CONCLUSION: The evidence highlights a lack of congruence in results pertaining to the detection sensitivity of US and palpation for LH sites. More research with robust study design is needed to verify whether clinically palpation is sufficient to detect LH, or whether US would increase the precision of LH assessment to help address this common clinically significant problem.

Introduction

Lipohypertrophy (LH) occurs in subcutaneous tissue as a result of the lipogenic effect of repeated insulin exposure [1, 2]. The fat cells enlarge and proliferate resulting in thickened tissue, sometimes forming lumps under the skin. LH is associated with suboptimal glycaemic control, with one recent study reporting a threefold higher incidence of LH in patients whose control was above the current national target (HbA1c ≥ 7%, 86 mmol/L), compared to those within the target range [3]. Injecting insulin into an LH lesion has been shown to attenuate insulin action with consequent excess glucose exposure, glycaemic variability and increased risk of severe hypoglycaemia [4-6]. Known risk factors for the development of LH include high BMI (≥ 25), frequent needle reuse, failure to rotate insulin injection sites effectively, size of rotation area, level of education, and duration of insulin exposure [3, 7, 8]. It is also likely that patient behaviours are significant mediators in the level of LH observed, with patients reusing sites that are less painful or because a site is more convenient to access [9, 10].

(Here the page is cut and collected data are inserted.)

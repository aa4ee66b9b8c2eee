#![doc = r#"
NES CPU core library crate.

This crate exposes a MOS 6502-derived CPU interpreter and its memory bus
for use by binaries and tests. The picture/audio processors, controllers'
input source, and mapper-specific logic beyond NROM are out of scope;
`ports` defines the trait seams a host implements to supply them.

Modules:
- bus: CPU address-space mapping, coordinating RAM, the cartridge, the
  PPU/APU ports, and the controllers
- cartridge: iNES v1 loader and cartridge metadata; constructs a Mapper
- controller: NES controller serial-read abstraction
- cpu: the 6502 register/flag model, instruction table, addressing unit,
  execution unit, and interrupt/reset controller
- mapper: Mapper trait and NROM (mapper 0) implementation
- ports: PPU/APU collaborator traits and inert default implementations

In tests, shared iNES builders are available under `crate::test_utils`.
"#]

pub mod bus;
pub mod cartridge;
pub mod controller;
pub mod cpu;
pub mod mapper;
pub mod ports;

pub use bus::Bus;
pub use cartridge::Cartridge;
pub use cpu::Cpu;

#[cfg(test)]
pub mod test_utils;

Increasing awareness of the importance of LH in diabetes care has led to the development of international guidelines for managing injection areas and for detecting LH [11, 12]. One recent multicentred UK study demonstrated improved injecting behaviours and metabolic outcomes following implementation of one of these guidelines in about two thirds of those exposed to the guideline [13]. However, the extent to which these guidelines are observed in routine clinical care is unknown, nor is it known how frequently or rigorously LH is assessed. It may be that there is a lack of awareness within the community of diabetes professionals and patients on the prevalence and significance of LH.

In clinical practice, LH is most commonly assessed by palpation. However, the reliability of this method is potentially low, with high levels of inter-clinician variation. This was recently demonstrated by Gentile et al. [14], whereby nurses trained to use a more stringent palpation technique were able to show 97% detection of cases; while the comparator missed 34% of cases. As a consequence, ultrasound (US) has been proposed as a potentially more objective method for detecting LH. US may provide more precise estimates of the true prevalence of LH, as current estimates based on mainly observation or palpation are divergent with estimates ranging from 3.6% to 64%, with a median of 32.8% [14].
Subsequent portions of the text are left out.